The output shaft of the fifth reduction motor 902 is connected to one end of a drive worm 906 via a coupling 908.

There are two groups of the link sets 903, and the two groups of the link sets 903 are symmetrically arranged in front and back.

There are two covering plates 904, and the two covering plates 904 are symmetrically arranged in the front and back direction.

The forward located drive worm 906 is connected to the forward located one of the earth forming panels 904 by one set of linkages 903 and the rearward located drive worm is connected to the rearward located one of the earth forming panels by another set of linkages.

Both earthing panels 904 are vertically arranged to fill the earth around the pit back.

Under the drive of the fifth speed reducing motor 902, the worm and gear transmission mechanism performs power transmission, and drives the two soil covering plates to simultaneously draw together towards the middle or separate towards the outside through the connecting rod group 903, so that the soil covering work is completed.

The working process of the auxiliary sand barrier laying machine in the embodiment is as follows:

before the sand barrier auxiliary laying machine is started, grass curtains and shrub branches are respectively loaded into a temporary storage box 401 of the sand barrier temporary storage mechanism 4 and a shrub storage barrel 703 of the shrub temporary storage mechanism 7.

The advancing mechanism 2 works and drives the sand barrier auxiliary laying machine to advance, the double-sided plough 101 opens a groove for placing a sand barrier (straw mat), and the machine stops advancing when moving to a preset position.

Driven by a push plate driving mechanism in the sand barrier temporary storage mechanism 4, the push plate 402 moves towards the inner side of the temporary storage box 401 and moves the straw curtain out of the temporary storage box 401, and after the straw curtain falls down, the push plate driving mechanism stops.

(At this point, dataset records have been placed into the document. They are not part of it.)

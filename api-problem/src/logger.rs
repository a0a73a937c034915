//! Failure logging
//!
//! The translation middleware picks the level; a [`FailureLogger`] only
//! decides where the record goes. [`NoopLogger`] is the default so a
//! pipeline built without configuration stays silent.

use axum::http::StatusCode;
use tracing::Level;

use crate::failure::FailureBacktrace;

/// Message attached to every logged failure
pub const FAILURE_MESSAGE: &str = "Http Exception";

/// Sink for translated failures
pub trait FailureLogger: Send + Sync {
    fn log(&self, level: Level, message: &str, status: StatusCode, backtrace: &FailureBacktrace);
}

/// Discards every record
#[derive(Debug, Clone, Copy, Default)]
pub struct NoopLogger;

impl FailureLogger for NoopLogger {
    fn log(&self, _level: Level, _message: &str, _status: StatusCode, _backtrace: &FailureBacktrace) {}
}

/// Emits `tracing` events with the backtrace as a JSON field
#[derive(Debug, Clone, Copy, Default)]
pub struct TracingLogger;

impl FailureLogger for TracingLogger {
    fn log(&self, level: Level, message: &str, status: StatusCode, backtrace: &FailureBacktrace) {
        let backtrace = serde_json::to_string(backtrace).unwrap_or_default();
        let status = status.as_u16();

        if level == Level::ERROR {
            tracing::error!(status, backtrace = %backtrace, "{}", message);
        } else if level == Level::WARN {
            tracing::warn!(status, backtrace = %backtrace, "{}", message);
        } else if level == Level::INFO {
            tracing::info!(status, backtrace = %backtrace, "{}", message);
        } else if level == Level::DEBUG {
            tracing::debug!(status, backtrace = %backtrace, "{}", message);
        } else {
            tracing::trace!(status, backtrace = %backtrace, "{}", message);
        }
    }
}

/// Level for a translated failure: `ERROR` for server errors, `INFO` otherwise
pub fn level_for(status: StatusCode) -> Level {
    if status.is_server_error() {
        Level::ERROR
    } else {
        Level::INFO
    }
}
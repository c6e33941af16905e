use std::{collections::BTreeMap, fmt, str::FromStr};

use chrono::{DateTime, Utc};

use crate::domain::error::OperatorError;

/// Which OVN database a cluster serves.
#[derive(Debug, Clone, Copy, PartialEq, Eq, Hash, PartialOrd, Ord)]
pub enum DbType {
    Nb,
    Sb,
}

impl DbType {
    pub fn as_str(&self) -> &'static str {
        match self {
            DbType::Nb => "NB",
            DbType::Sb => "SB",
        }
    }

    pub fn client_port(&self) -> u16 {
        match self {
            DbType::Nb => 6641,
            DbType::Sb => 6642,
        }
    }

    pub fn raft_port(&self) -> u16 {
        match self {
            DbType::Nb => 6643,
            DbType::Sb => 6644,
        }
    }

    /// Base name of the workload and its services.
    pub fn service_name(&self) -> &'static str {
        match self {
            DbType::Nb => "ovsdbserver-nb",
            DbType::Sb => "ovsdbserver-sb",
        }
    }

    pub fn database_name(&self) -> &'static str {
        match self {
            DbType::Nb => "OVN_Northbound",
            DbType::Sb => "OVN_Southbound",
        }
    }

    pub fn control_socket(&self) -> &'static str {
        match self {
            DbType::Nb => "/tmp/ovnnb_db.ctl",
            DbType::Sb => "/tmp/ovnsb_db.ctl",
        }
    }

    pub fn db_socket(&self) -> &'static str {
        match self {
            DbType::Nb => "/tmp/ovnnb_db.sock",
            DbType::Sb => "/tmp/ovnsb_db.sock",
        }
    }

    pub fn ctl_tool(&self) -> &'static str {
        match self {
            DbType::Nb => "ovn-nbctl",
            DbType::Sb => "ovn-sbctl",
        }
    }
}

impl fmt::Display for DbType {
    fn fmt(&self, f: &mut fmt::Formatter<'_>) -> fmt::Result {
        f.write_str(self.as_str())
    }
}

impl FromStr for DbType {
    type Err = OperatorError;

    fn from_str(s: &str) -> Result<Self, Self::Err> {
        match s {
            "NB" => Ok(DbType::Nb),
            "SB" => Ok(DbType::Sb),
            other => Err(OperatorError::InvalidSpec {
                field: "dbType",
                message: format!("expected NB or SB, got {other:?}"),
            }),
        }
    }
}

#[derive(Debug, Clone, Copy, PartialEq, Eq)]
pub enum EndpointScope {
    Internal,
    External,
}

impl fmt::Display for EndpointScope {
    fn fmt(&self, f: &mut fmt::Formatter<'_>) -> fmt::Result {
        match self {
            EndpointScope::Internal => f.write_str("internal"),
            EndpointScope::External => f.write_str("external"),
        }
    }
}

/// Identity of one cluster object. Reconciliation passes are serialized per key.
#[derive(Debug, Clone, PartialEq, Eq, Hash)]
pub struct ClusterRef {
    pub name: String,
    pub namespace: String,
    /// Object UID, used to own the resources created on the cluster's behalf.
    pub uid: Option<String>,
}

impl ClusterRef {
    pub fn new(name: impl Into<String>, namespace: impl Into<String>) -> Self {
        Self {
            name: name.into(),
            namespace: namespace.into(),
            uid: None,
        }
    }

    pub fn with_uid(mut self, uid: impl Into<String>) -> Self {
        self.uid = Some(uid.into());
        self
    }

    pub fn key(&self) -> String {
        format!("{}/{}", self.namespace, self.name)
    }

    /// Name of the workload and of its headless service.
    pub fn workload_name(&self, db_type: DbType) -> String {
        let base = db_type.service_name();
        if self.name == base {
            base.to_string()
        } else {
            format!("{base}-{}", self.name)
        }
    }

    pub fn pod_name(&self, db_type: DbType, ordinal: u32) -> String {
        format!("{}-{ordinal}", self.workload_name(db_type))
    }

    /// Stable per-member DNS name behind the headless service.
    pub fn member_host(&self, db_type: DbType, ordinal: u32) -> String {
        let workload = self.workload_name(db_type);
        format!(
            "{workload}-{ordinal}.{workload}.{}.svc.cluster.local",
            self.namespace
        )
    }
}

#[derive(Debug, Clone, Default, PartialEq, Eq)]
pub struct Resources {
    pub requests: BTreeMap<String, String>,
    pub limits: BTreeMap<String, String>,
}

#[derive(Debug, Clone, Copy, Default, PartialEq, Eq)]
pub struct DebugSpec {
    pub service: bool,
}

/// Desired state exactly as declared, before defaulting and validation.
#[derive(Debug, Clone, PartialEq, Eq)]
pub struct RawClusterSpec {
    pub db_type: String,
    pub replicas: Option<i32>,
    pub election_timer: Option<i32>,
    pub inactivity_probe: Option<i32>,
    pub probe_interval_to_active: Option<i32>,
    pub container_image: String,
    pub resources: Resources,
    pub storage_class: Option<String>,
    pub storage_request: String,
    pub node_selector: BTreeMap<String, String>,
    pub network_attachment: Option<String>,
    pub log_level: Option<String>,
    pub debug: DebugSpec,
}

/// RAFT/OVSDB timing, all in milliseconds.
#[derive(Debug, Clone, Copy, PartialEq, Eq)]
pub struct Tuning {
    pub election_timer: u32,
    pub inactivity_probe: u32,
    pub probe_interval_to_active: u32,
}

impl Default for Tuning {
    fn default() -> Self {
        Tuning {
            election_timer: 10_000,
            inactivity_probe: 60_000,
            probe_interval_to_active: 60_000,
        }
    }
}

/// Parameters that shape each member's pod but are opaque to reconciliation.
#[derive(Debug, Clone, PartialEq, Eq)]
pub struct WorkloadSpec {
    pub container_image: String,
    pub resources: Resources,
    pub storage_class: Option<String>,
    pub storage_request: String,
    pub node_selector: BTreeMap<String, String>,
    pub network_attachment: Option<String>,
    pub log_level: String,
    pub debug: DebugSpec,
}

/// Normalized desired state produced by the validator.
#[derive(Debug, Clone, PartialEq, Eq)]
pub struct ClusterSpec {
    pub db_type: DbType,
    pub replicas: u32,
    pub tuning: Tuning,
    pub workload: WorkloadSpec,
}

/// What the workload collaborator is asked to run.
#[derive(Debug, Clone, PartialEq, Eq)]
pub struct WorkloadTemplate {
    pub db_type: DbType,
    pub replicas: u32,
    pub tuning: Tuning,
    pub workload: WorkloadSpec,
    pub service_config: Fingerprint,
}

/// One live RAFT member as observed this pass.
#[derive(Debug, Clone, PartialEq, Eq)]
pub struct Member {
    pub ordinal: u32,
    pub pod_name: String,
    pub ready: bool,
}

#[derive(Debug, Clone, Copy, PartialEq, Eq)]
pub enum RaftRole {
    Leader,
    Follower,
    Candidate,
}

/// Sub-resources whose content is fingerprinted for drift detection.
#[derive(Debug, Clone, Copy, PartialEq, Eq, Hash, PartialOrd, Ord)]
pub enum SubResource {
    Config,
    ServiceConfig,
}

impl SubResource {
    pub const ALL: [SubResource; 2] = [SubResource::Config, SubResource::ServiceConfig];

    pub fn key(&self) -> &'static str {
        match self {
            SubResource::Config => "config",
            SubResource::ServiceConfig => "service-config",
        }
    }

    pub fn from_key(key: &str) -> Option<Self> {
        SubResource::ALL.into_iter().find(|r| r.key() == key)
    }
}

/// Fixed-width SHA-256 content digest.
#[derive(Clone, Copy, PartialEq, Eq, Hash)]
pub struct Fingerprint(pub [u8; 32]);

impl Fingerprint {
    pub fn to_hex(&self) -> String {
        hex::encode(self.0)
    }

    pub fn from_hex(s: &str) -> Result<Self, OperatorError> {
        let mut out = [0u8; 32];
        hex::decode_to_slice(s, &mut out).map_err(|e| OperatorError::MalformedState {
            message: format!("fingerprint {s:?} is not a SHA-256 hex digest: {e}"),
        })?;
        Ok(Fingerprint(out))
    }
}

impl fmt::Debug for Fingerprint {
    fn fmt(&self, f: &mut fmt::Formatter<'_>) -> fmt::Result {
        write!(f, "Fingerprint({})", &self.to_hex()[..12])
    }
}

/// Condition kinds in publication order; `Ready` always comes first.
#[derive(Debug, Clone, Copy, PartialEq, Eq, Hash, PartialOrd, Ord)]
pub enum ConditionKind {
    Ready,
    SpecValid,
    WorkloadAvailable,
    QuorumSafe,
    MembersScaled,
    EndpointsResolved,
    MembersReady,
    ConfigApplied,
    Degraded,
}

impl ConditionKind {
    pub const ALL: [ConditionKind; 9] = [
        ConditionKind::Ready,
        ConditionKind::SpecValid,
        ConditionKind::WorkloadAvailable,
        ConditionKind::QuorumSafe,
        ConditionKind::MembersScaled,
        ConditionKind::EndpointsResolved,
        ConditionKind::MembersReady,
        ConditionKind::ConfigApplied,
        ConditionKind::Degraded,
    ];

    pub fn as_str(&self) -> &'static str {
        match self {
            ConditionKind::Ready => "Ready",
            ConditionKind::SpecValid => "SpecValid",
            ConditionKind::WorkloadAvailable => "WorkloadAvailable",
            ConditionKind::QuorumSafe => "QuorumSafe",
            ConditionKind::MembersScaled => "MembersScaled",
            ConditionKind::EndpointsResolved => "EndpointsResolved",
            ConditionKind::MembersReady => "MembersReady",
            ConditionKind::ConfigApplied => "ConfigApplied",
            ConditionKind::Degraded => "Degraded",
        }
    }

    pub fn from_str_opt(s: &str) -> Option<Self> {
        ConditionKind::ALL.into_iter().find(|k| k.as_str() == s)
    }
}

#[derive(Debug, Clone, Copy, PartialEq, Eq)]
pub enum ConditionStatus {
    True,
    False,
    Unknown,
}

impl ConditionStatus {
    pub fn as_str(&self) -> &'static str {
        match self {
            ConditionStatus::True => "True",
            ConditionStatus::False => "False",
            ConditionStatus::Unknown => "Unknown",
        }
    }

    pub fn parse(s: &str) -> Self {
        match s {
            "True" => ConditionStatus::True,
            "False" => ConditionStatus::False,
            _ => ConditionStatus::Unknown,
        }
    }
}

/// Machine-readable reason attached to a condition. Failure reasons are listed in
/// the priority order used to explain a `Ready=False`.
#[derive(Debug, Clone, Copy, PartialEq, Eq, Hash, PartialOrd, Ord)]
pub enum Reason {
    InvalidSpec,
    PlatformUnavailable,
    QuorumUnsafe,
    ScalingInProgress,
    EndpointsUnresolved,
    ProbesFailing,
    ConfigRolloutPending,
    ScaledToZero,
    AsExpected,
    Init,
}

impl Reason {
    pub fn as_str(&self) -> &'static str {
        match self {
            Reason::InvalidSpec => "InvalidSpec",
            Reason::PlatformUnavailable => "PlatformUnavailable",
            Reason::QuorumUnsafe => "QuorumUnsafe",
            Reason::ScalingInProgress => "ScalingInProgress",
            Reason::EndpointsUnresolved => "EndpointsUnresolved",
            Reason::ProbesFailing => "ProbesFailing",
            Reason::ConfigRolloutPending => "ConfigRolloutPending",
            Reason::ScaledToZero => "ScaledToZero",
            Reason::AsExpected => "AsExpected",
            Reason::Init => "Init",
        }
    }

    pub fn parse(s: &str) -> Self {
        [
            Reason::InvalidSpec,
            Reason::PlatformUnavailable,
            Reason::QuorumUnsafe,
            Reason::ScalingInProgress,
            Reason::EndpointsUnresolved,
            Reason::ProbesFailing,
            Reason::ConfigRolloutPending,
            Reason::ScaledToZero,
            Reason::AsExpected,
        ]
        .into_iter()
        .find(|r| r.as_str() == s)
        .unwrap_or(Reason::Init)
    }
}

#[derive(Debug, Clone, PartialEq, Eq)]
pub struct Condition {
    pub kind: ConditionKind,
    pub status: ConditionStatus,
    pub reason: Reason,
    pub message: String,
    pub last_transition_time: DateTime<Utc>,
}

/// At most one record per kind, always iterated in `ConditionKind` order.
#[derive(Debug, Clone, Default, PartialEq, Eq)]
pub struct Conditions(BTreeMap<ConditionKind, Condition>);

impl Conditions {
    pub fn get(&self, kind: ConditionKind) -> Option<&Condition> {
        self.0.get(&kind)
    }

    pub fn is_true(&self, kind: ConditionKind) -> bool {
        self.get(kind)
            .is_some_and(|c| c.status == ConditionStatus::True)
    }

    /// Upserts a condition. The transition time only moves when the status flips.
    pub fn set(
        &mut self,
        kind: ConditionKind,
        status: ConditionStatus,
        reason: Reason,
        message: impl Into<String>,
        now: DateTime<Utc>,
    ) {
        let last_transition_time = match self.0.get(&kind) {
            Some(existing) if existing.status == status => existing.last_transition_time,
            _ => now,
        };
        self.0.insert(
            kind,
            Condition {
                kind,
                status,
                reason,
                message: message.into(),
                last_transition_time,
            },
        );
    }

    pub fn insert(&mut self, condition: Condition) {
        self.0.insert(condition.kind, condition);
    }

    pub fn iter(&self) -> impl Iterator<Item = &Condition> {
        self.0.values()
    }

    pub fn len(&self) -> usize {
        self.0.len()
    }

    pub fn is_empty(&self) -> bool {
        self.0.is_empty()
    }
}

/// Observed state, written only by the reconciler.
#[derive(Debug, Clone, Default, PartialEq, Eq)]
pub struct ClusterStatus {
    /// Database type the cluster was first reconciled with.
    pub db_type: Option<DbType>,
    pub ready_count: u32,
    pub hash: BTreeMap<SubResource, Fingerprint>,
    pub conditions: Conditions,
    pub raft_address: String,
    pub db_address: String,
    pub internal_db_address: String,
    pub network_attachments: BTreeMap<String, Vec<String>>,
}

/// How soon the controller should run the next pass.
#[derive(Debug, Clone, Copy, PartialEq, Eq)]
pub enum Requeue {
    /// Converged or blocked on a human; the periodic resync is enough.
    Steady,
    /// Work is in flight, check back shortly.
    Progressing,
    /// A collaborator failed; retry on the backoff schedule.
    Backoff,
    /// Only a spec change can help.
    AwaitChange,
}

#[derive(Debug, Clone, PartialEq, Eq)]
pub struct ReconcileOutcome {
    pub status: ClusterStatus,
    pub requeue: Requeue,
}

/// A cluster object as handed to the core: identity, declared spec, last status.
#[derive(Debug, Clone, PartialEq, Eq)]
pub struct OvnDbCluster {
    pub cluster: ClusterRef,
    pub spec: RawClusterSpec,
    pub status: ClusterStatus,
}

impl OvnDbCluster {
    pub fn is_ready(&self) -> bool {
        self.status.conditions.is_true(ConditionKind::Ready)
    }

    pub fn internal_endpoint(&self) -> Result<&str, OperatorError> {
        if self.status.internal_db_address.is_empty() {
            return Err(OperatorError::EndpointNotReady {
                scope: EndpointScope::Internal,
                db_type: self.spec.db_type.clone(),
            });
        }
        Ok(&self.status.internal_db_address)
    }

    pub fn external_endpoint(&self) -> Result<&str, OperatorError> {
        if self.status.db_address.is_empty() {
            return Err(OperatorError::EndpointNotReady {
                scope: EndpointScope::External,
                db_type: self.spec.db_type.clone(),
            });
        }
        Ok(&self.status.db_address)
    }

    pub fn rbac_namespace(&self) -> &str {
        &self.cluster.namespace
    }

    /// Name shared by the service account, role and role binding of this cluster.
    pub fn rbac_resource_name(&self) -> String {
        format!("ovncluster-{}", self.cluster.name)
    }
}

It should be noted that the pusher plate 402 pushes one set of curtains at a time to fall through the sand barrier drop opening 403.

The straw curtain falls into the guide hopper 501 of the sand barrier placing mechanism 5 and falls into the embedding hopper 502 through the guide hopper 501, two first push rod motors 503 of the sand barrier placing mechanism start to push to drive the embedding hopper 502 and the second push rod motor 504 to move downwards, and after the straw curtain moves downwards to a preset position, the two first push rod motors 503 stop.

Next, the second push rod motor 504 starts to move, the embedded hopper baffle 508 is driven by the transmission link 505 to move upwards, the bottom of the embedded hopper 502 is opened, the straw mat falls into the groove, and the sand barrier placing mechanism resets.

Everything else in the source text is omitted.